研究人员提到一个案例,AI 程序在检查胸部 X 光片时,漏掉黑人和女性患者身体病变的几率更高。
而这项研究的目的,正是确认 AI 系统从医学影像中检测人类种族的程度,以及它们如何从中检测出种族信息。
为此,研究团队使用人类身体不同部位的医学图像对 AI 系统进行训练。被提供给 AI 系统的医学影像中,不包含头发质地、肤色以及 BMI 或骨密度等明显的种族标记。
通过测试,研究人员发现,AI 系统对人类种族的识别准确率高达 90%。不论是哪个身体部位的医学影像,AI 系统都能从中识别出种族信息。
更令人惊讶的是,即便是严重缺失或损坏的医学影像,AI 系统也能从中准确识别种族。
研究人员更关心的,并非是 AI 系统能够检测人类种族这件事情本身,而是 AI 系统的临床表现将因为这些种族偏见受到影响。而医生可能会忽略 AI 系统诊断结果中的误差。
文章的作者表示,“AI 预测种族身份的能力本身并不重要,但是这种能力很可能存在于许多医学影像分析模型中,这将会使临床中已经存在的种族差异问题恶化。”
人类目前还无法确认 AI 系统从医学影像的哪些特征中检测出患者的种族,加之 AI 能够从身体任何部位的医学影像,以及严重损坏的医学影像中识别患者种族,这意味着使用医学成像技术创建一个没有种族偏见的 AI 系统将会非常困难。
Ghassemi 告诉媒体,她猜测,也许是医学图像以某种未知方式记录了患者皮肤中黑色素的水平,从而被 AI 系统识别。
根据研究结果,也有可能是种族之间存在一些先天的差异。
罕布什尔学院生物人类学教授、《种族主义不是种族》的作者之一 Alan Goodman 告诉媒体,他不太认同这种说法。
▲ Alan Goodman
在过往的研究中,科学家们很难在人类基因组中找到一致的种族差异,但往往能根据人类祖先的进化找到一致的遗传差异。因此,人与人之间的基因差异,更大概率是源于人类个体祖先进化的不同特征,而非种族。

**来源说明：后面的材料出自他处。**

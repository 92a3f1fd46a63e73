//! Mock catalog generation.
//!
//! Expands the category dictionaries into one product per
//! (category, product type, brand) triple. The triple order is fixed; price,
//! rating, stock, discount, freshness and creation date are drawn from the
//! supplied random source, so a seeded RNG reproduces a catalog exactly.

use std::ops::RangeInclusive;

use chrono::{DateTime, Duration, Utc};
use rand::Rng;

use crate::catalog::{CatalogDictionary, CategoryDictionary, Product, Rating};
use crate::ids::ProductId;
use crate::money::{Currency, Money};

/// Probability that a product is discounted.
pub const DISCOUNT_PROBABILITY: f64 = 0.2;
/// Discount percentages drawn for discounted products.
pub const DISCOUNT_PERCENT_RANGE: RangeInclusive<u8> = 10..=49;
/// Probability that a product carries the "new" badge.
pub const NEW_PRODUCT_PROBABILITY: f64 = 0.1;
/// Units in stock.
pub const STOCK_RANGE: RangeInclusive<u32> = 1..=100;
/// Products are created up to this many days before `now` (exclusive).
pub const CREATED_WITHIN_DAYS: i64 = 90;

/// Generates product records from a set of dictionaries.
#[derive(Debug, Clone)]
pub struct CatalogGenerator<'a> {
    dictionary: &'a CatalogDictionary,
    currency: Currency,
    now: DateTime<Utc>,
}

impl<'a> CatalogGenerator<'a> {
    pub fn new(dictionary: &'a CatalogDictionary) -> Self {
        Self {
            dictionary,
            currency: Currency::default(),
            now: Utc::now(),
        }
    }

    /// Set the currency prices are expressed in.
    pub fn with_currency(mut self, currency: Currency) -> Self {
        self.currency = currency;
        self
    }

    /// Set the reference time creation dates are counted back from.
    pub fn with_now(mut self, now: DateTime<Utc>) -> Self {
        self.now = now;
        self
    }

    /// Generate the catalog in category, product type, brand order.
    pub fn generate<R: Rng + ?Sized>(&self, rng: &mut R) -> Vec<Product> {
        let mut products = Vec::with_capacity(self.dictionary.expected_product_count());
        let mut next_id = 1;

        for entry in self.dictionary.entries() {
            for product_type in &entry.product_types {
                for brand in &entry.brands {
                    products.push(self.product(
                        rng,
                        ProductId::new(next_id),
                        entry,
                        brand,
                        product_type,
                    ));
                    next_id += 1;
                }
            }
        }

        tracing::debug!(
            products = products.len(),
            categories = self.dictionary.entries().len(),
            "generated catalog"
        );
        products
    }

    fn product<R: Rng + ?Sized>(
        &self,
        rng: &mut R,
        id: ProductId,
        entry: &CategoryDictionary,
        brand: &str,
        product_type: &str,
    ) -> Product {
        let range = entry.price_range;
        let price = rng.gen_range(range.min..=range.max);
        let rating = Rating::from_f64(rng.gen_range(3.0..=5.0));
        let stock = rng.gen_range(STOCK_RANGE);
        let days_ago = rng.gen_range(0..CREATED_WITHIN_DAYS);
        let is_new = rng.gen_bool(NEW_PRODUCT_PROBABILITY);
        let discount_percent = if rng.gen_bool(DISCOUNT_PROBABILITY) {
            rng.gen_range(DISCOUNT_PERCENT_RANGE)
        } else {
            0
        };

        Product {
            id,
            name: format!("{} {}", brand, product_type),
            description: format!(
                "{}'s {}. Best-in-class quality and design.",
                brand, product_type
            ),
            image_url: format!(
                "https://source.unsplash.com/random?{}",
                product_type.replacen(' ', "", 1)
            ),
            price: Money::new(price, self.currency),
            discount_percent,
            rating,
            category: entry.category,
            brand: brand.to_string(),
            product_type: product_type.to_string(),
            stock,
            created_at: self.now - Duration::days(days_ago),
            is_new,
        }
    }
}

#[cfg(test)]
mod tests {
    use super::*;
    use crate::catalog::{Category, PriceRange};
    use rand::rngs::StdRng;
    use rand::SeedableRng;

    fn generate(seed: u64) -> Vec<Product> {
        let dictionary = CatalogDictionary::standard();
        let mut rng = StdRng::seed_from_u64(seed);
        CatalogGenerator::new(&dictionary).generate(&mut rng)
    }

    #[test]
    fn test_one_product_per_triple() {
        let dictionary = CatalogDictionary::standard();
        let products = generate(1);
        assert_eq!(products.len(), dictionary.expected_product_count());

        for entry in dictionary.entries() {
            let count = products
                .iter()
                .filter(|p| p.category == entry.category)
                .count();
            assert_eq!(count, entry.brands.len() * entry.product_types.len());
        }
    }

    #[test]
    fn test_ids_are_sequential_from_one() {
        let products = generate(2);
        for (i, p) in products.iter().enumerate() {
            assert_eq!(p.id.get(), i as u64 + 1);
        }
    }

    #[test]
    fn test_triple_order_and_names() {
        let products = generate(3);
        assert_eq!(products[0].name, "Samsung Smartphone");
        assert_eq!(products[1].name, "LG Smartphone");
        assert_eq!(products[10].name, "Samsung Laptop");
        assert_eq!(products[0].image_url, "https://source.unsplash.com/random?Smartphone");
        assert_eq!(products[60].product_type, "Bluetooth Speaker");
        assert_eq!(products[60].image_url, "https://source.unsplash.com/random?BluetoothSpeaker");
    }

    #[test]
    fn test_numeric_fields_within_bounds() {
        let dictionary = CatalogDictionary::standard();
        let now = Utc::now();
        let mut rng = StdRng::seed_from_u64(4);
        let products = CatalogGenerator::new(&dictionary)
            .with_now(now)
            .generate(&mut rng);

        for p in &products {
            let range = dictionary.get(p.category).unwrap().price_range;
            assert!(range.contains(p.price.amount), "price out of range: {:?}", p);
            assert!(p.discount_percent == 0 || DISCOUNT_PERCENT_RANGE.contains(&p.discount_percent));
            assert!(p.rating >= Rating::MIN && p.rating <= Rating::MAX);
            assert!(STOCK_RANGE.contains(&p.stock));
            assert!(p.created_at <= now);
            assert!(now - p.created_at < Duration::days(CREATED_WITHIN_DAYS));
        }
    }

    #[test]
    fn test_probabilities_are_plausible() {
        let products = generate(5);
        let discounted = products.iter().filter(|p| p.has_discount()).count();
        let fresh = products.iter().filter(|p| p.is_new).count();
        // 660 draws: expected 132 discounted and 66 new.
        assert!((70..200).contains(&discounted), "discounted = {}", discounted);
        assert!((25..120).contains(&fresh), "new = {}", fresh);
    }

    #[test]
    fn test_same_seed_same_catalog() {
        let dictionary = CatalogDictionary::standard();
        let now = Utc::now();
        let generator = CatalogGenerator::new(&dictionary).with_now(now);
        let a = generator.generate(&mut StdRng::seed_from_u64(42));
        let b = generator.generate(&mut StdRng::seed_from_u64(42));
        assert_eq!(a, b);
    }

    #[test]
    fn test_single_point_price_range() {
        let dictionary = CatalogDictionary::new(vec![CategoryDictionary::new(
            Category::Beauty,
            &["Hera", "MAC"],
            &["Serum"],
            PriceRange::new(15_000, 15_000),
        )])
        .unwrap();
        let products = CatalogGenerator::new(&dictionary)
            .with_currency(Currency::KRW)
            .generate(&mut StdRng::seed_from_u64(6));
        assert_eq!(products.len(), 2);
        assert!(products.iter().all(|p| p.price.amount == 15_000));
    }
}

Ghassemi 表示,这一问题还需要进行更多的研究才能得出明确的结论。
“我们需要暂停 AI 系统的落地,”麻省理工学院的科学家、医生 Leo Anthony Celi 说,“在确认 AI 系统没有做出种族主义决定或性别歧视决定之前,我们不能急于将其带入医院和诊所。”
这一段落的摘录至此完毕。